What I want is to make a new type added mean the code won't compile until it
is _explicitly_ handled in all pattern matches that do not have a default
clause. Basically what I'm saying is that this:

    
    
       bool HandlePayment(PaymentMethod pm) {
          switch(pm) {
             case Invoice(addr):
                  SendInvoice(addr); 
                  return true;
             case CreditCard(ccdetails)
                  return PrcessCreditcard(ccdetails);
             default:
                  // What?
          }
       }
    

Would be a lot better if it didn't require the default, and the compiler could
detect the error that occurs when someone adds a new case (BitCoin) to the
types of payment method. Inheritance and abstract baseclass for the processing
means that you'd do this

    
    
       bool HandlePayment(PaymentMethod pm)
       {
          return pm.Process(order);  // sends an invoice, charges credit card etc
       }
    
       and you simply have 
    
       abstract class PaymentMethod { abstract bool Process(order); }
       class CreditCard : PaymentMethod {  ... }
       class Invoice : PaymentMethod {  ... }
    

And this is of course the regular way of writing OO, but I find it unnatural
and cumbersome in many cases.

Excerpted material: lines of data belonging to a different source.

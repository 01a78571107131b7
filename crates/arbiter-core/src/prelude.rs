//! Prelude module - commonly used types for convenient import.
//!
//! Use `use arbiter_core::prelude::*;` to import the data model.

// Request types
pub use crate::{FieldValue, Request, RequestKind, RequestMetadata, ValidationError};

// Context
pub use crate::UserContext;

// Time
pub use crate::Timestamp;
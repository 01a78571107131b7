//! Authorization rules.
//!
//! A rule is a named, prioritized predicate over a request and the caller's
//! [`UserContext`]. The bot consults rules in descending priority order and
//! the first rule that both handles the request kind and evaluates true wins.
//!
//! Built-in rules:
//! - [`FileAccessRule`] (priority 100) — permission plus tiered glob path checks
//! - [`SystemModRule`] (priority 200) — permission plus a security-level floor
//! - [`CustomRule`] — caller-supplied closures for everything else

use globset::Glob;
use std::fmt;
use std::path::{Component, Path};

use arbiter_core::{Request, RequestKind, UserContext};

/// A prioritized authorization predicate.
///
/// Rules must be `Send + Sync`: the bot shares them across threads and
/// evaluates them concurrently. `evaluate` must be a pure function of its
/// arguments plus the rule's own (immutable or internally synchronized)
/// state.
pub trait AuthorizationRule: Send + Sync {
    /// Stable, human-readable rule name. Used in decision reasons and logs.
    fn name(&self) -> &str;

    /// Ranking among rules; higher runs first. Ties keep registration order.
    fn priority(&self) -> i32;

    /// Check whether this rule applies to the given request kind at all.
    fn can_handle(&self, kind: RequestKind) -> bool;

    /// Decide whether the request should be approved under this rule.
    fn evaluate(&self, request: &Request, context: &UserContext) -> bool;

    /// Post-approval side effect hook. Runs after this rule approves a
    /// request, before the decision is recorded. The default does nothing.
    fn execute(&self, _request: &Request) {}
}

impl fmt::Debug for dyn AuthorizationRule {
    fn fmt(&self, f: &mut fmt::Formatter<'_>) -> fmt::Result {
        f.debug_struct("AuthorizationRule")
            .field("name", &self.name())
            .field("priority", &self.priority())
            .finish()
    }
}

/// One security tier of a [`FileAccessRule`]: users at or above `min_level`
/// may access paths matching any of the glob `patterns`.
#[derive(Debug, Clone)]
pub struct PathTier {
    /// Minimum security level required for this tier's paths.
    pub min_level: u8,
    /// Glob patterns for the paths the tier covers.
    pub patterns: Vec<String>,
}

impl PathTier {
    /// Create a tier from a level and glob patterns.
    #[must_use]
    pub fn new(min_level: u8, patterns: impl IntoIterator<Item = impl Into<String>>) -> Self {
        Self {
            min_level,
            patterns: patterns.into_iter().map(Into::into).collect(),
        }
    }
}

/// Grants file-access requests to holders of the `file_access` permission,
/// gated by per-path security tiers.
///
/// A request passes when the caller holds [`FileAccessRule::PERMISSION`],
/// the request carries a `path` field free of parent-directory components,
/// and some tier at or below the caller's security level matches the path.
/// A rule with no tiers (see [`FileAccessRule::permissive`]) accepts any
/// traversal-free path.
#[derive(Debug, Clone)]
pub struct FileAccessRule {
    tiers: Vec<PathTier>,
}

impl FileAccessRule {
    /// Permission required to pass this rule.
    pub const PERMISSION: &'static str = "file_access";

    /// Priority of this rule in the bot's ordering.
    pub const PRIORITY: i32 = 100;

    /// Create a rule with explicit path tiers.
    #[must_use]
    pub fn new(tiers: Vec<PathTier>) -> Self {
        Self { tiers }
    }

    /// Create a rule with no path restrictions beyond traversal rejection.
    #[must_use]
    pub fn permissive() -> Self {
        Self { tiers: Vec::new() }
    }

    /// Check whether `path` is allowed at the given security level.
    ///
    /// Paths containing `..` components are rejected unconditionally.
    #[must_use]
    pub fn path_allowed(&self, path: &str, security_level: u8) -> bool {
        if path.is_empty() || has_parent_component(path) {
            return false;
        }
        if self.tiers.is_empty() {
            return true;
        }
        self.tiers
            .iter()
            .filter(|tier| security_level >= tier.min_level)
            .any(|tier| matches_any_glob(&tier.patterns, path))
    }
}

impl Default for FileAccessRule {
    /// Tiers mirroring common deployment practice: shared scratch space for
    /// everyone, home directories at level 1, system paths at level 3.
    fn default() -> Self {
        Self::new(vec![
            PathTier::new(0, ["/tmp/**", "/var/tmp/**"]),
            PathTier::new(1, ["/home/**", "/srv/shared/**"]),
            PathTier::new(3, ["/etc/**", "/usr/**", "/opt/**"]),
        ])
    }
}

impl AuthorizationRule for FileAccessRule {
    fn name(&self) -> &str {
        "file-access"
    }

    fn priority(&self) -> i32 {
        Self::PRIORITY
    }

    fn can_handle(&self, kind: RequestKind) -> bool {
        kind == RequestKind::FileAccess
    }

    fn evaluate(&self, request: &Request, context: &UserContext) -> bool {
        if !context.has_permission(Self::PERMISSION) {
            return false;
        }
        request
            .str_field("path")
            .is_some_and(|path| self.path_allowed(path, context.security_level))
    }
}

/// Grants system-modification requests to holders of the `system_mod`
/// permission at security level [`SystemModRule::MIN_SECURITY_LEVEL`] or
/// above.
#[derive(Debug, Clone, Copy, Default)]
pub struct SystemModRule;

impl SystemModRule {
    /// Permission required to pass this rule.
    pub const PERMISSION: &'static str = "system_mod";

    /// Minimum security level required to pass this rule.
    pub const MIN_SECURITY_LEVEL: u8 = 3;

    /// Priority of this rule in the bot's ordering.
    pub const PRIORITY: i32 = 200;

    /// Create the rule.
    #[must_use]
    pub fn new() -> Self {
        Self
    }
}

impl AuthorizationRule for SystemModRule {
    fn name(&self) -> &str {
        "system-mod"
    }

    fn priority(&self) -> i32 {
        Self::PRIORITY
    }

    fn can_handle(&self, kind: RequestKind) -> bool {
        kind == RequestKind::SystemModification
    }

    fn evaluate(&self, _request: &Request, context: &UserContext) -> bool {
        context.has_permission(Self::PERMISSION)
            && context.security_level >= Self::MIN_SECURITY_LEVEL
    }
}

type EvaluateFn = dyn Fn(&Request, &UserContext) -> bool + Send + Sync;
type ExecuteFn = dyn Fn(&Request) + Send + Sync;

/// A rule defined by caller-supplied closures.
///
/// # Example
///
/// ```
/// use arbiter_core::{Request, RequestKind, UserContext};
/// use arbiter_engine::rule::{AuthorizationRule, CustomRule};
///
/// let rule = CustomRule::for_kinds(
///     "low-risk-config",
///     150,
///     [RequestKind::ConfigurationChange],
///     |_request, context| context.security_level >= 2,
/// );
/// let request = Request::new("r1", RequestKind::ConfigurationChange, "alice");
/// assert!(rule.evaluate(&request, &UserContext::new("alice", 2)));
/// assert!(!rule.can_handle(RequestKind::FileAccess));
/// ```
pub struct CustomRule {
    name: String,
    priority: i32,
    /// Empty means the rule handles every request kind.
    kinds: Vec<RequestKind>,
    evaluate: Box<EvaluateFn>,
    execute: Option<Box<ExecuteFn>>,
}

impl CustomRule {
    /// Create a rule that handles every request kind.
    #[must_use]
    pub fn new(
        name: impl Into<String>,
        priority: i32,
        evaluate: impl Fn(&Request, &UserContext) -> bool + Send + Sync + 'static,
    ) -> Self {
        Self {
            name: name.into(),
            priority,
            kinds: Vec::new(),
            evaluate: Box::new(evaluate),
            execute: None,
        }
    }

    /// Create a rule restricted to the given request kinds.
    #[must_use]
    pub fn for_kinds(
        name: impl Into<String>,
        priority: i32,
        kinds: impl IntoIterator<Item = RequestKind>,
        evaluate: impl Fn(&Request, &UserContext) -> bool + Send + Sync + 'static,
    ) -> Self {
        Self {
            name: name.into(),
            priority,
            kinds: kinds.into_iter().collect(),
            evaluate: Box::new(evaluate),
            execute: None,
        }
    }

    /// Attach a post-approval side effect.
    #[must_use]
    pub fn with_execute(mut self, execute: impl Fn(&Request) + Send + Sync + 'static) -> Self {
        self.execute = Some(Box::new(execute));
        self
    }
}

impl AuthorizationRule for CustomRule {
    fn name(&self) -> &str {
        &self.name
    }

    fn priority(&self) -> i32 {
        self.priority
    }

    fn can_handle(&self, kind: RequestKind) -> bool {
        self.kinds.is_empty() || self.kinds.contains(&kind)
    }

    fn evaluate(&self, request: &Request, context: &UserContext) -> bool {
        (self.evaluate)(request, context)
    }

    fn execute(&self, request: &Request) {
        if let Some(execute) = &self.execute {
            execute(request);
        }
    }
}

impl fmt::Debug for CustomRule {
    fn fmt(&self, f: &mut fmt::Formatter<'_>) -> fmt::Result {
        f.debug_struct("CustomRule")
            .field("name", &self.name)
            .field("priority", &self.priority)
            .field("kinds", &self.kinds)
            .finish_non_exhaustive()
    }
}

/// Check whether a path contains a parent-directory (`..`) component.
fn has_parent_component(path: &str) -> bool {
    Path::new(path)
        .components()
        .any(|component| component == Component::ParentDir)
}

/// Check whether any pattern in the list matches the path. Invalid glob
/// patterns never match.
fn matches_any_glob(patterns: &[String], path: &str) -> bool {
    patterns.iter().any(|pattern| {
        Glob::new(pattern)
            .ok()
            .is_some_and(|glob| glob.compile_matcher().is_match(path))
    })
}
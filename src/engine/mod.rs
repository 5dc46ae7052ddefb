//! The commit engine: the only component allowed to mint a [`Commit`] or
//! mutate an [`Annotation`]. Everything above this layer (the compiler,
//! branch/merge, compression, the `Tract` facade) goes through here rather
//! than touching [`Store`] directly.

pub mod batch;
pub mod budget;

use std::sync::Arc;

use chrono::Utc;
use serde_json::Value;
use uuid::Uuid;

use crate::content::{ContentPayload, ContentTypeRegistry};
use crate::errors::TraceError;
use crate::hash::TraceHash;
use crate::llm::LLMConfig;
use crate::model::commit::{synthesize_message, NewCommit, Operation};
use crate::model::{Commit, Priority};
use crate::storage::Store;
use crate::tokens::TokenCounter;

pub use batch::BatchScope;
pub use budget::{BudgetDecision, BudgetMode, TokenBudgetConfig};

pub struct CommitEngine {
    store: Arc<dyn Store>,
    tokenizer: Arc<dyn TokenCounter>,
    registry: ContentTypeRegistry,
}

impl CommitEngine {
    pub fn new(
        store: Arc<dyn Store>,
        tokenizer: Arc<dyn TokenCounter>,
        registry: ContentTypeRegistry,
    ) -> Self {
        Self {
            store,
            tokenizer,
            registry,
        }
    }

    pub(crate) fn store(&self) -> &Arc<dyn Store> {
        &self.store
    }

    pub fn tokenizer(&self) -> &Arc<dyn TokenCounter> {
        &self.tokenizer
    }

    /// Validate and hash a commit without writing it anywhere. Shared by the
    /// immediate [`Self::create_commit`] path and [`BatchScope::create_commit`],
    /// which defers the actual writes.
    #[allow(clippy::too_many_arguments)]
    pub(crate) async fn prepare_commit(
        &self,
        tract_id: Uuid,
        content: ContentPayload,
        operation: Operation,
        parent_hash: Option<TraceHash>,
        message: Option<String>,
        reply_to: Option<TraceHash>,
        edit_target: Option<TraceHash>,
        metadata: Value,
        mut generation_config: Option<LLMConfig>,
    ) -> Result<(Commit, Vec<u8>), TraceError> {
        content.validate(&self.registry)?;

        if operation == Operation::Edit {
            let target = edit_target.ok_or_else(|| {
                TraceError::validation("commit", "EDIT operation requires an edit_target")
            })?;
            let target_commit = self.store.get(target).await?;
            if target_commit.tract_id != tract_id {
                return Err(TraceError::validation(
                    "commit",
                    "edit_target belongs to a different tract",
                ));
            }
            if generation_config.is_none() {
                generation_config = target_commit.generation_config.clone();
            }
        } else if edit_target.is_some() {
            return Err(TraceError::validation(
                "commit",
                "edit_target is only valid for EDIT operations",
            ));
        }

        let content_hash = content.content_hash();
        let bytes = content.canonical_bytes();

        let message = match message {
            Some(m) => m,
            None => synthesize_message(content.content_type(), &content.preview(72)),
        };

        let created_at = Utc::now().naive_utc();
        let token_count = self.tokenizer.count_text(&content.as_message_text()) as u64;
        let token_source = format!("tiktoken:{}", self.tokenizer.encoding_name());

        let new_commit = NewCommit {
            tract_id,
            content_hash,
            content_type: content.content_type().to_string(),
            parent_hash,
            operation,
            edit_target,
            message,
            metadata,
            generation_config,
            created_at,
            reply_to,
        };
        let commit = new_commit.into_commit(token_count, Some(token_source));
        Ok((commit, bytes))
    }

    /// Mint and persist a commit immediately. `parent_hash` is the caller's
    /// current HEAD (or `None` for the first commit in a tract); the engine
    /// does not resolve HEAD itself — that is the `Tract` facade's job, since
    /// it alone owns the ref that names HEAD.
    #[allow(clippy::too_many_arguments)]
    pub async fn create_commit(
        &self,
        tract_id: Uuid,
        content: ContentPayload,
        operation: Operation,
        parent_hash: Option<TraceHash>,
        message: Option<String>,
        reply_to: Option<TraceHash>,
        edit_target: Option<TraceHash>,
        metadata: Value,
        generation_config: Option<LLMConfig>,
    ) -> Result<Commit, TraceError> {
        let (commit, bytes) = self
            .prepare_commit(
                tract_id,
                content,
                operation,
                parent_hash,
                message,
                reply_to,
                edit_target,
                metadata,
                generation_config,
            )
            .await?;
        self.store.save_if_absent(commit.content_hash, &bytes).await?;
        self.store.create(&commit).await?;
        Ok(commit)
    }

    /// Attach a priority annotation to a commit. The latest annotation for a
    /// target wins; this always appends rather than
    /// overwriting a prior row.
    pub async fn annotate(
        &self,
        target_hash: TraceHash,
        priority: Priority,
        reason: Option<String>,
    ) -> Result<(), TraceError> {
        self.store.get(target_hash).await?;
        self.store
            .insert(target_hash, priority, reason.as_deref(), Utc::now().naive_utc())
            .await
    }

    /// Overwrite `token_count`/`token_source` with an authoritative usage
    /// report from the LLM provider. Restricted to the current HEAD: usage
    /// reporting for a commit that has since been superseded is rejected,
    /// since nothing downstream of HEAD has observed its token count yet.
    pub async fn record_usage(
        &self,
        commit_hash: TraceHash,
        current_head: Option<TraceHash>,
        prompt_tokens: u64,
        completion_tokens: u64,
    ) -> Result<(), TraceError> {
        if current_head != Some(commit_hash) {
            return Err(TraceError::validation(
                "record_usage",
                "target commit is not the tract's current HEAD",
            ));
        }
        let token_count = prompt_tokens + completion_tokens;
        let token_source = format!("api:{prompt_tokens}+{completion_tokens}");
        self.store
            .update_token_usage(commit_hash, token_count, &token_source)
            .await
    }

    /// Open a deferred-write batch scope over this engine.
    pub fn batch(&self) -> BatchScope<'_> {
        BatchScope::new(self)
    }
}
fn commit_from_row(row: &sea_orm::QueryResult) -> Result<Commit, TraceError> {
    let commit_hash: String = row.try_get("", "commit_hash")?;
    let tract_id: String = row.try_get("", "tract_id")?;
    let content_hash: String = row.try_get("", "content_hash")?;
    let content_type: String = row.try_get("", "content_type")?;
    let parent_hash: Option<String> = row.try_get("", "parent_hash")?;
    let operation: String = row.try_get("", "operation")?;
    let edit_target: Option<String> = row.try_get("", "edit_target")?;
    let message: String = row.try_get("", "message")?;
    let metadata_json: String = row.try_get("", "metadata_json")?;
    let generation_config_json: Option<String> = row.try_get("", "generation_config_json")?;
    let token_count: i64 = row.try_get("", "token_count")?;
    let token_source: Option<String> = row.try_get("", "token_source")?;
    let created_at: String = row.try_get("", "created_at")?;
    let reply_to: Option<String> = row.try_get("", "reply_to")?;

    Ok(Commit {
        commit_hash: commit_hash.parse().map_err(TraceError::CustomError)?,
        tract_id: Uuid::parse_str(&tract_id).map_err(|e| TraceError::CustomError(e.to_string()))?,
        content_hash: content_hash.parse().map_err(TraceError::CustomError)?,
        content_type,
        parent_hash: parent_hash.map(|h| h.parse()).transpose().map_err(TraceError::CustomError)?,
        operation: if operation == "EDIT" { Operation::Edit } else { Operation::Append },
        edit_target: edit_target.map(|h| h.parse()).transpose().map_err(TraceError::CustomError)?,
        message,
        metadata: serde_json::from_str(&metadata_json)?,
        generation_config: generation_config_json
            .map(|s| serde_json::from_str::<LLMConfig>(&s))
            .transpose()?,
        token_count: token_count as u64,
        token_source,
        created_at: NaiveDateTime::parse_from_str(&created_at, "%Y-%m-%dT%H:%M:%S%.f")
            .map_err(|e| TraceError::CustomError(e.to_string()))?,
        reply_to: reply_to.map(|h| h.parse()).transpose().map_err(TraceError::CustomError)?,
    })
}

fn naive_to_string(dt: NaiveDateTime) -> String {
    dt.format("%Y-%m-%dT%H:%M:%S%.f").to_string()
}

#[async_trait]
impl BlobRepository for SqlStore {
    async fn save_if_absent(&self, content_hash: TraceHash, bytes: &[u8]) -> Result<bool, TraceError> {
        let res = self
            .conn
            .execute(Statement::from_sql_and_values(
                DbBackend::Sqlite,
                "INSERT OR IGNORE INTO blobs (content_hash, bytes, size) VALUES (?1, ?2, ?3)",
                [
                    SeaValue::from(content_hash.to_hex()),
                    SeaValue::from(bytes.to_vec()),
                    SeaValue::from(bytes.len() as i64),
                ],
            ))
            .await?;
        Ok(res.rows_affected() > 0)
    }

    async fn get_blob(&self, content_hash: TraceHash) -> Result<Vec<u8>, TraceError> {
        let row = self
            .conn
            .query_one(Statement::from_sql_and_values(
                DbBackend::Sqlite,
                "SELECT bytes FROM blobs WHERE content_hash = ?1",
                [SeaValue::from(content_hash.to_hex())],
            ))
            .await?
            .ok_or_else(|| TraceError::not_found("blob", content_hash))?;
        Ok(row.try_get::<Vec<u8>>("", "bytes")?)
    }

    async fn delete_if_orphaned(&self, content_hash: TraceHash) -> Result<bool, TraceError> {
        let row = self
            .conn
            .query_one(Statement::from_sql_and_values(
                DbBackend::Sqlite,
                "SELECT COUNT(*) as c FROM commits WHERE content_hash = ?1",
                [SeaValue::from(content_hash.to_hex())],
            ))
            .await?;
        let refs: i64 = match row {
            Some(r) => r.try_get("", "c")?,
            None => 0,
        };
        if refs > 0 {
            return Ok(false);
        }
        let res = self
            .conn
            .execute(Statement::from_sql_and_values(
                DbBackend::Sqlite,
                "DELETE FROM blobs WHERE content_hash = ?1",
                [SeaValue::from(content_hash.to_hex())],
            ))
            .await?;
        Ok(res.rows_affected() > 0)
    }
}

It's hard to define concise descriptions of what
types are actually available, and you have to write a ton of boilerplate to
ensure a closed hierarchy and complete matching in all scenarios where you
can't enclose the logic inside each type.

------
tybit
I was originally very happy to hear pattern matching was coming to C#, but I
don't think it is actually that useful a feature without discriminated
unions/sum types too.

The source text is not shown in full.